── EXTRACTED RECORDS
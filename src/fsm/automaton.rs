//! A small nondeterministic finite automaton over [`Label`]s, used to test
//! whether two access-path footprints can alias.
//!
//! Language emptiness reduces to plain reachability: since every arc in
//! these automata already encodes a legal single-symbol transition, a
//! final state is reachable from the start state if and only if some
//! string is accepted — the concrete symbols on the path never need to be
//! replayed to decide emptiness.

use rustc_hash::FxHashSet;

use crate::base::IStr;
use crate::fsm::symbol_table::{Label, SymbolTable};
use crate::ir::{AccessPath, PathRoot};

pub type StateId = usize;

#[derive(Debug, Clone)]
pub struct Fsm {
    start: StateId,
    finals: FxHashSet<StateId>,
    arcs: Vec<Vec<(Label, StateId)>>,
}

impl Fsm {
    pub fn new() -> Self {
        let mut fsm = Self {
            start: 0,
            finals: FxHashSet::default(),
            arcs: Vec::new(),
        };
        fsm.start = fsm.add_state();
        fsm
    }

    pub fn add_state(&mut self) -> StateId {
        self.arcs.push(Vec::new());
        self.arcs.len() - 1
    }

    pub fn set_start(&mut self, state: StateId) {
        self.start = state;
    }

    pub fn set_final(&mut self, state: StateId) {
        self.finals.insert(state);
    }

    pub fn add_arc(&mut self, src: StateId, label: Label, dest: StateId) {
        self.arcs[src].push((label, dest));
    }

    pub fn add_eps_transition(&mut self, src: StateId, dest: StateId) {
        self.add_arc(src, Label::EPS, dest);
    }

    pub fn add_traversed_node_transition(&mut self, src: StateId, dest: StateId) {
        self.add_arc(src, Label::ROOT, dest);
    }

    /// Every label the symbol table has allocated so far, as a self-loop-free
    /// parallel arc set from `src` to `dest` — one arc per known symbol.
    pub fn add_any_transition(&mut self, src: StateId, dest: StateId, table: &SymbolTable) {
        for label in table.known_labels() {
            self.add_arc(src, label, dest);
        }
    }

    /// Builds the chain automaton that accepts exactly this one access path
    /// — only the full path is final, nothing shorter or longer. This is
    /// the shape a write or replace always uses; see
    /// [`Fsm::from_access_path_for`] for the read/write asymmetry.
    pub fn from_access_path(path: &AccessPath, table: &mut SymbolTable) -> Self {
        Self::from_access_path_for(path, table, false)
    }

    /// Builds the chain automaton for one access path, shaped according to
    /// whether it's a read or a write/replace (spec's read/write
    /// asymmetry). A write or replace accepts only the exact, full path —
    /// the statement touches precisely that location. A read accepts every
    /// non-initial prefix of the path too, since a write anywhere along the
    /// way to the read's target also aliases it, plus, once the full path
    /// is reached, a trailing `Σ*` self-loop when the path doesn't
    /// terminate at a scalar (`!has_value_part`) — reading a
    /// pointer/reference also aliases a write to anything further beneath
    /// it.
    pub fn from_access_path_for(path: &AccessPath, table: &mut SymbolTable, is_read: bool) -> Self {
        let mut fsm = Fsm::new();
        let mut cur = fsm.start;

        match &path.root {
            PathRoot::TraversalRoot => {
                let next = fsm.add_state();
                fsm.add_traversed_node_transition(cur, next);
                cur = next;
            }
            PathRoot::Local(name) | PathRoot::Global(name) => {
                let label = table.label_for(name);
                let next = fsm.add_state();
                fsm.add_arc(cur, label, next);
                cur = next;
            }
        }
        if is_read {
            fsm.set_final(cur);
        }

        for step in &path.steps {
            let label = table.label_for(step);
            let next = fsm.add_state();
            fsm.add_arc(cur, label, next);
            cur = next;
            if is_read {
                fsm.set_final(cur);
            }
        }

        if is_read {
            if !path.has_value_part {
                fsm.add_any_transition(cur, cur, table);
            }
        } else {
            fsm.set_final(cur);
        }
        fsm
    }

    /// The automaton accepting any single-symbol string, zero or more times
    /// (i.e. every string over the currently known alphabet, including the
    /// empty string) — the closure of an "accept anything" transition.
    pub fn any_closure(table: &SymbolTable) -> Self {
        let mut fsm = Fsm::new();
        let state = fsm.start;
        fsm.set_final(state);
        for label in table.known_labels() {
            fsm.add_arc(state, label, state);
        }
        fsm
    }

    /// The union of two automata: a fresh start with epsilon transitions
    /// into each operand's start state.
    pub fn union(a: &Fsm, b: &Fsm) -> Self {
        let offset = a.arcs.len();
        let mut out = Fsm {
            start: 0,
            finals: FxHashSet::default(),
            arcs: Vec::with_capacity(a.arcs.len() + b.arcs.len() + 1),
        };
        out.arcs.extend(a.arcs.iter().cloned());
        out.arcs.extend(b.arcs.iter().map(|arcs| {
            arcs.iter()
                .map(|(l, d)| (*l, d + offset))
                .collect::<Vec<_>>()
        }));
        for f in &a.finals {
            out.finals.insert(*f);
        }
        for f in &b.finals {
            out.finals.insert(*f + offset);
        }
        let new_start = out.add_state();
        out.add_eps_transition(new_start, a.start);
        out.add_eps_transition(new_start, b.start + offset);
        out.start = new_start;
        out
    }

    /// A copy of `self` with every traversed-node (root) arc converted to an
    /// epsilon transition, so later intersection no longer requires the
    /// other operand to also consume a root step at that point.
    pub fn copy_root_removed(&self) -> Self {
        let mut out = self.clone();
        for arcs in &mut out.arcs {
            for (label, _) in arcs.iter_mut() {
                if *label == Label::ROOT {
                    *label = Label::EPS;
                }
            }
        }
        out
    }

    /// The product automaton: epsilon moves on either side are free, a
    /// labeled move requires both sides to make a matching move.
    pub fn intersect(a: &Fsm, b: &Fsm) -> Self {
        let mut out = Fsm {
            start: 0,
            finals: FxHashSet::default(),
            arcs: Vec::new(),
        };
        let mut index = rustc_hash::FxHashMap::default();
        let mut queue = std::collections::VecDeque::new();

        let start_pair = (a.start, b.start);
        let start_id = out.add_state();
        index.insert(start_pair, start_id);
        out.start = start_id;
        queue.push_back(start_pair);

        while let Some((qa, qb)) = queue.pop_front() {
            let cur = index[&(qa, qb)];
            if a.finals.contains(&qa) && b.finals.contains(&qb) {
                out.set_final(cur);
            }

            for (label, na) in &a.arcs[qa] {
                if *label == Label::EPS {
                    let key = (*na, qb);
                    let dest = *index.entry(key).or_insert_with(|| {
                        let id = out.add_state();
                        queue.push_back(key);
                        id
                    });
                    out.add_eps_transition(cur, dest);
                }
            }
            for (label, nb) in &b.arcs[qb] {
                if *label == Label::EPS {
                    let key = (qa, *nb);
                    let dest = *index.entry(key).or_insert_with(|| {
                        let id = out.add_state();
                        queue.push_back(key);
                        id
                    });
                    out.add_eps_transition(cur, dest);
                }
            }
            for (la, na) in &a.arcs[qa] {
                if *la == Label::EPS {
                    continue;
                }
                for (lb, nb) in &b.arcs[qb] {
                    if la == lb {
                        let key = (*na, *nb);
                        let dest = *index.entry(key).or_insert_with(|| {
                            let id = out.add_state();
                            queue.push_back(key);
                            id
                        });
                        out.add_arc(cur, *la, dest);
                    }
                }
            }
        }

        out
    }

    /// Whether no string is accepted: no final state is reachable from the
    /// start state.
    pub fn is_empty(&self) -> bool {
        let mut seen = FxHashSet::default();
        let mut stack = vec![self.start];
        seen.insert(self.start);
        while let Some(state) = stack.pop() {
            if self.finals.contains(&state) {
                return false;
            }
            for (_, dest) in &self.arcs[state] {
                if seen.insert(*dest) {
                    stack.push(*dest);
                }
            }
        }
        true
    }

    pub fn has_nonempty_intersection(a: &Fsm, b: &Fsm) -> bool {
        !Fsm::intersect(a, b).is_empty()
    }
}

impl Default for Fsm {
    fn default() -> Self {
        Self::new()
    }
}

/// Convenience used by higher layers that already know they're folding a
/// named local/global variable rather than a whole `AccessPath`.
pub fn label_of(table: &mut SymbolTable, name: &IStr) -> Label {
    table.label_for(name)
}
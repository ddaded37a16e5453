//! Small text-formatting helpers shared by [`crate::ir::printer`].

/// Indent every line of `text` by `levels * 4` spaces.
pub fn indent(text: &str, levels: usize) -> String {
    let pad = "    ".repeat(levels);
    text.lines()
        .map(|line| {
            if line.is_empty() {
                String::new()
            } else {
                format!("{pad}{line}")
            }
        })
        .collect::<Vec<_>>()
        .join("\n")
}

/// Render an unsigned integer as a `0b`-prefixed binary literal, used by the
/// synthesizer for the initial `truncate_flags` constant.
pub fn binary_literal(value: u32, bits: u32) -> String {
    format!("0b{:0width$b}", value, width = bits as usize)
}

#[cfg(test)]
mod tests {
    use super::*;

    #[test]
    fn indents_each_nonempty_line() {
        let out = indent("a\n\nb", 1);
        assert_eq!(out, "    a\n\n    b");
    }

    #[test]
    fn binary_literal_pads_to_width() {
        assert_eq!(binary_literal(0b101, 5), "0b00101");
    }
}
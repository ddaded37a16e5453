pub mod config;
pub mod error;
pub mod text_utils;

pub use config::{FusionConfig, Heuristic};
pub use error::{CliError, InputError, PlannerError, SynthesisError};
//! Deterministic naming for synthesized fused functions: a process-run
//! monotonic function-to-id map, shared across translation units by the
//! driver, modeled on `FunDeclToNameId`/`createName` in the traversal
//! synthesizer this module stands in for.

use indexmap::IndexMap;

use crate::base::FunctionId;

/// Assigns each distinct callee a small monotonic integer the first time
/// it's named, and builds `_fuse_F{i1}F{i2}...` names out of those
/// integers. Names are plain `String`s rather than interned `IStr`s: they
/// are driver-owned writeback text, not part of any one translation unit's
/// interned graph, so a registry shared across translation units doesn't
/// need to share an `Rc`-backed interner across threads. `ids` is an
/// [`IndexMap`] rather than a plain hash map so a finished run can be
/// replayed back in first-seen order for a stable writeback log, without a
/// separate side table.
#[derive(Debug, Default)]
pub struct NameRegistry {
    ids: IndexMap<FunctionId, u32>,
    next: u32,
}

impl NameRegistry {
    pub fn new() -> Self {
        Self { ids: IndexMap::new(), next: 1 }
    }

    fn id_for(&mut self, function: FunctionId) -> u32 {
        *self.ids.entry(function).or_insert_with(|| {
            let id = self.next;
            self.next += 1;
            id
        })
    }

    /// The fused function's base name (before the `_parallel`/`_serial`
    /// suffix) for a set of participating callees, in candidate order.
    pub fn fused_base_name(&mut self, participating: &[FunctionId]) -> String {
        let mut out = String::from("_fuse_");
        for &f in participating {
            out.push('F');
            out.push_str(&self.id_for(f).to_string());
        }
        out
    }
}
//! Lightweight arena index types.
//!
//! Every analyzed entity (translation unit, function, record, dependence-graph
//! node, merge group) is addressed by a `u32` index into a `Vec`-backed arena
//! rather than by pointer, so the planner never needs unsafe self-referential
//! structures. See [`crate::dependence::graph`] for the arena itself.

/// Declares a `Copy` newtype wrapping a `u32` arena index, with the usual
/// `new`/`index` pair.
macro_rules! arena_id {
    ($(#[$meta:meta])* $name:ident) => {
        $(#[$meta])*
        #[derive(Debug, Clone, Copy, PartialEq, Eq, Hash, PartialOrd, Ord)]
        pub struct $name(u32);

        impl $name {
            #[inline]
            pub fn new(index: usize) -> Self {
                Self(index as u32)
            }

            #[inline]
            pub fn index(self) -> usize {
                self.0 as usize
            }
        }
    };
}

arena_id!(
    /// Identifies one translation unit processed by the driver.
    TuId
);
arena_id!(
    /// Identifies a user-defined record type analyzed by [`crate::records`].
    RecordId
);
arena_id!(
    /// Identifies a traversal function analyzed by [`crate::functions`].
    FunctionId
);
arena_id!(
    /// Index of a participating callee within one fusion candidate.
    TraversalId
);
arena_id!(
    /// Identifies one node in a [`crate::dependence::DependenceGraph`].
    NodeId
);
arena_id!(
    /// Identifies one merge group in a [`crate::dependence::DependenceGraph`].
    MergeGroupId
);

#[cfg(test)]
mod tests {
    use super::*;

    #[test]
    fn round_trips_index() {
        let id = RecordId::new(7);
        assert_eq!(id.index(), 7);
    }

    #[test]
    fn distinct_ids_are_not_equal() {
        assert_ne!(FunctionId::new(0), FunctionId::new(1));
    }
}
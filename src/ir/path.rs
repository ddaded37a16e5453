//! [`AccessPath`]: the data-model type the whole dependence analysis is
//! built on top of.

use crate::base::IStr;

/// Where an access path starts.
#[derive(Debug, Clone, PartialEq, Eq, Hash)]
pub enum PathRoot {
    /// The node currently being traversed (the implicit receiver / first
    /// parameter of a traversal function).
    TraversalRoot,
    /// A parameter or local variable.
    Local(IStr),
    /// A global (file- or program-scope) variable.
    Global(IStr),
}

/// Classification of an [`AccessPath`]'s starting root.
#[derive(Debug, Clone, Copy, PartialEq, Eq, Hash)]
pub enum PathKind {
    OnTree,
    Local,
    Global,
    /// Effects declared abstractly via an annotation id, for calls whose
    /// body isn't visible to the analyzer.
    StrictAnnotated,
}

/// An ordered sequence of field-selection steps from a root.
///
/// Invariant: an on-tree path's first step is the traversal root; a local
/// path's first step is a parameter/local.
#[derive(Debug, Clone, PartialEq, Eq, Hash)]
pub struct AccessPath {
    pub kind: PathKind,
    pub root: PathRoot,
    /// Field names selected after `root`, in order.
    pub steps: Vec<IStr>,
    /// True when the path terminates at a scalar value rather than a
    /// pointer/reference to further structure.
    pub has_value_part: bool,
    /// Set only when `kind == StrictAnnotated`.
    pub annotation_id: Option<u32>,
}

impl AccessPath {
    pub fn on_tree(steps: Vec<IStr>, has_value_part: bool) -> Self {
        Self {
            kind: PathKind::OnTree,
            root: PathRoot::TraversalRoot,
            steps,
            has_value_part,
            annotation_id: None,
        }
    }

    pub fn local(name: IStr, steps: Vec<IStr>, has_value_part: bool) -> Self {
        Self {
            kind: PathKind::Local,
            root: PathRoot::Local(name),
            steps,
            has_value_part,
            annotation_id: None,
        }
    }

    pub fn global(name: IStr, steps: Vec<IStr>, has_value_part: bool) -> Self {
        Self {
            kind: PathKind::Global,
            root: PathRoot::Global(name),
            steps,
            has_value_part,
            annotation_id: None,
        }
    }

    /// A strict-annotated call's opaque footprint under the current subtree.
    pub fn strict(annotation_id: u32) -> Self {
        Self {
            kind: PathKind::StrictAnnotated,
            root: PathRoot::TraversalRoot,
            steps: Vec::new(),
            has_value_part: false,
            annotation_id: Some(annotation_id),
        }
    }

    /// The field a call descends through, if this path names a call's
    /// traversal target.
    pub fn called_child(&self) -> Option<&IStr> {
        self.steps.last()
    }

    /// The path with its last step removed, i.e. the receiver a call was
    /// made on. `None` if this path is already just the root.
    pub fn parent(&self) -> Option<AccessPath> {
        if self.steps.is_empty() {
            return None;
        }
        let mut steps = self.steps.clone();
        steps.pop();
        Some(Self {
            kind: self.kind,
            root: self.root.clone(),
            steps,
            has_value_part: false,
            annotation_id: None,
        })
    }

    /// Length of the path including the root, used by the candidate finder
    /// to compare two calls' traversal roots for structural equality.
    pub fn len(&self) -> usize {
        self.steps.len() + 1
    }
}
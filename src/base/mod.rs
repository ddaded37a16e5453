//! Foundation types shared across the whole planner.
//!
//! - [`ids`] - arena index newtypes (`TuId`, `RecordId`, `FunctionId`,
//!   `TraversalId`, `NodeId`, `MergeGroupId`)
//! - [`intern`] - string interning (`Interner`, `IStr`)
//! - [`span`] - source byte ranges, used only by the driver's writeback
//!
//! This module has no dependency on any other `tree_fuser` module.

pub mod ids;
pub mod intern;
pub mod span;

pub use ids::{FunctionId, MergeGroupId, NodeId, RecordId, TraversalId, TuId};
pub use intern::{IStr, Interner};
pub use span::Span;
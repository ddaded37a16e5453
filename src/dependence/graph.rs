//! The dependence graph: one node per statement participating in a fusion
//! candidate, edges recording why two statements can't be reordered past
//! each other, and merge groups recording which nodes the scheduler has
//! tentatively fused into one combined traversal.

use rustc_hash::{FxHashMap, FxHashSet};

use crate::base::{IStr, MergeGroupId, NodeId, TraversalId};

/// Why an edge exists between two statements.
#[derive(Debug, Clone, Copy, PartialEq, Eq)]
pub enum DependenceKind {
    /// Both touch the same global variable.
    Global,
    /// Both touch the same local variable.
    Local,
    /// Both touch overlapping tree structure, in a way that forbids fusing
    /// the two calls that produced them.
    OnTree,
    /// Both touch overlapping tree structure, but only because they were
    /// fused together — permitted, since the order between them is fixed
    /// by construction rather than by a real conflict.
    OnTreeFusable,
    /// Sequencing imposed by control flow (e.g. a statement after an `if`
    /// that assigned a value the `if` reads).
    Control,
}

/// The set of dependence kinds recorded between one ordered pair of nodes.
#[derive(Debug, Clone, Copy, Default, PartialEq, Eq)]
pub struct Edge {
    pub global: bool,
    pub local: bool,
    pub on_tree: bool,
    pub on_tree_fusable: bool,
    pub control: bool,
}

impl Edge {
    fn set(&mut self, kind: DependenceKind) {
        match kind {
            DependenceKind::Global => self.global = true,
            DependenceKind::Local => self.local = true,
            DependenceKind::OnTree => self.on_tree = true,
            DependenceKind::OnTreeFusable => self.on_tree_fusable = true,
            DependenceKind::Control => self.control = true,
        }
    }
}

#[derive(Debug, Clone)]
pub struct Node {
    pub id: NodeId,
    pub traversal_id: TraversalId,
    /// Position of the source statement within its enclosing function body.
    pub stmt_index: usize,
    /// The field this node's statement calls through, if it's a call.
    pub called_child: Option<IStr>,
    /// The callee this node's statement invokes, if it's a call — used to
    /// cap how many instances of the same callee one merge group may hold.
    pub callee: Option<IStr>,
    pub is_call: bool,
    pub successors: FxHashMap<NodeId, Edge>,
    pub predecessors: FxHashMap<NodeId, Edge>,
    group: Option<MergeGroupId>,
}

impl Node {
    pub fn is_merged(&self) -> bool {
        self.group.is_some()
    }

    pub fn group(&self) -> Option<MergeGroupId> {
        self.group
    }

    /// A node with no incoming dependence edges at all: the scheduler's
    /// layering starts from these.
    pub fn is_root(&self) -> bool {
        self.predecessors.is_empty()
    }
}

#[derive(Debug, Clone, Default)]
pub struct MergeGroup {
    pub members: FxHashSet<NodeId>,
}

/// An arena of nodes plus an arena of merge groups, addressed by id rather
/// than pointer so the scheduler's rollback (`merge` followed by `unmerge`)
/// never needs unsafe aliasing.
#[derive(Debug, Default)]
pub struct DependenceGraph {
    nodes: Vec<Node>,
    groups: Vec<Option<MergeGroup>>,
}

impl DependenceGraph {
    pub fn new() -> Self {
        Self::default()
    }

    pub fn create_node(
        &mut self,
        traversal_id: TraversalId,
        stmt_index: usize,
        called_child: Option<IStr>,
        callee: Option<IStr>,
        is_call: bool,
    ) -> NodeId {
        let id = NodeId::new(self.nodes.len());
        self.nodes.push(Node {
            id,
            traversal_id,
            stmt_index,
            called_child,
            callee,
            is_call,
            successors: FxHashMap::default(),
            predecessors: FxHashMap::default(),
            group: None,
        });
        id
    }

    pub fn node(&self, id: NodeId) -> &Node {
        &self.nodes[id.index()]
    }

    pub fn nodes(&self) -> &[Node] {
        &self.nodes
    }

    pub fn group(&self, id: MergeGroupId) -> &MergeGroup {
        self.groups[id.index()].as_ref().expect("group was freed")
    }

    pub fn add_dependency(&mut self, kind: DependenceKind, src: NodeId, dest: NodeId) {
        assert_ne!(src, dest);
        self.nodes[src.index()]
            .successors
            .entry(dest)
            .or_default()
            .set(kind);
        self.nodes[dest.index()]
            .predecessors
            .entry(src)
            .or_default()
            .set(kind);
    }

    /// Tentatively fuses two nodes into the same merge group.
    pub fn merge(&mut self, a: NodeId, b: NodeId) {
        match (self.nodes[a.index()].group, self.nodes[b.index()].group) {
            (Some(ga), Some(gb)) if ga != gb => {
                let moved: Vec<NodeId> = self.groups[gb.index()]
                    .take()
                    .expect("group was freed")
                    .members
                    .into_iter()
                    .collect();
                for node in &moved {
                    self.nodes[node.index()].group = Some(ga);
                }
                let group_a = self.groups[ga.index()].as_mut().expect("group was freed");
                group_a.members.extend(moved);
            }
            (Some(_), Some(_)) => {
                // Already in the same group: nothing to do.
            }
            (Some(ga), None) => {
                self.nodes[b.index()].group = Some(ga);
                self.groups[ga.index()]
                    .as_mut()
                    .expect("group was freed")
                    .members
                    .insert(b);
            }
            (None, Some(gb)) => {
                self.nodes[a.index()].group = Some(gb);
                self.groups[gb.index()]
                    .as_mut()
                    .expect("group was freed")
                    .members
                    .insert(a);
            }
            (None, None) => {
                let gid = MergeGroupId::new(self.groups.len());
                let mut members = FxHashSet::default();
                members.insert(a);
                members.insert(b);
                self.groups.push(Some(MergeGroup { members }));
                self.nodes[a.index()].group = Some(gid);
                self.nodes[b.index()].group = Some(gid);
            }
        }
    }

    /// Reverses a single node's participation in fusion — the scheduler's
    /// rollback when merging it turned out to create a cycle or an illegal
    /// fuse.
    pub fn unmerge(&mut self, node: NodeId) {
        let gid = self.nodes[node.index()].group.take().expect("node was not merged");
        let group = self.groups[gid.index()].as_mut().expect("group was freed");
        group.members.remove(&node);

        if group.members.len() == 1 {
            let remaining = *group.members.iter().next().unwrap();
            self.nodes[remaining.index()].group = None;
            self.groups[gid.index()] = None;
        }
    }

    /// Whether any merge group mixes calls through different fields — a
    /// fusion step is only legal when every participant visits the same
    /// child.
    pub fn has_wrong_fuse(&self) -> bool {
        let mut checked = FxHashSet::default();
        for node in &self.nodes {
            let Some(gid) = node.group else { continue };
            if !checked.insert(gid) {
                continue;
            }
            let group = self.groups[gid.index()].as_ref().expect("group was freed");
            let mut members = group.members.iter();
            let Some(first) = members.next() else { continue };
            let expected = &self.nodes[first.index()].called_child;
            for other in members {
                if &self.nodes[other.index()].called_child != expected {
                    return true;
                }
            }
        }
        false
    }

    /// Three-color DFS over the "quotient graph" where each merge group
    /// contracts to a single vertex (edges between members of the same
    /// group are internal and don't count toward a cycle).
    pub fn has_cycle(&self) -> bool {
        let mut color: FxHashMap<NodeId, u8> = FxHashMap::default();
        for node in &self.nodes {
            if color.get(&node.id).copied().unwrap_or(0) == 0 && self.has_cycle_from(node.id, &mut color) {
                return true;
            }
        }
        false
    }

    fn has_cycle_from(&self, id: NodeId, color: &mut FxHashMap<NodeId, u8>) -> bool {
        match color.get(&id).copied().unwrap_or(0) {
            2 => return false,
            1 => return true,
            _ => {}
        }

        match self.nodes[id.index()].group {
            None => {
                color.insert(id, 1);
                for succ in self.nodes[id.index()].successors.keys() {
                    if self.has_cycle_from(*succ, color) {
                        return true;
                    }
                }
                color.insert(id, 2);
                false
            }
            Some(gid) => {
                let members: Vec<NodeId> = self.groups[gid.index()]
                    .as_ref()
                    .expect("group was freed")
                    .members
                    .iter()
                    .copied()
                    .collect();
                for m in &members {
                    color.insert(*m, 1);
                }
                for m in &members {
                    for succ in self.nodes[m.index()].successors.keys() {
                        if members.contains(succ) {
                            continue;
                        }
                        if self.has_cycle_from(*succ, color) {
                            return true;
                        }
                    }
                }
                for m in &members {
                    color.insert(*m, 2);
                }
                false
            }
        }
    }

    pub fn has_illegal_merge(&self) -> bool {
        self.has_cycle() || self.has_wrong_fuse()
    }
}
────
(YOUR ASSIGNMENT): Across all the records, find the lines containing the word "union" and reproduce each one.

(ANSWER FOR THE TASK):
    /// The union of two automata: a fresh start with epsilon transitions
    pub fn union(a: &Fsm, b: &Fsm) -> Self {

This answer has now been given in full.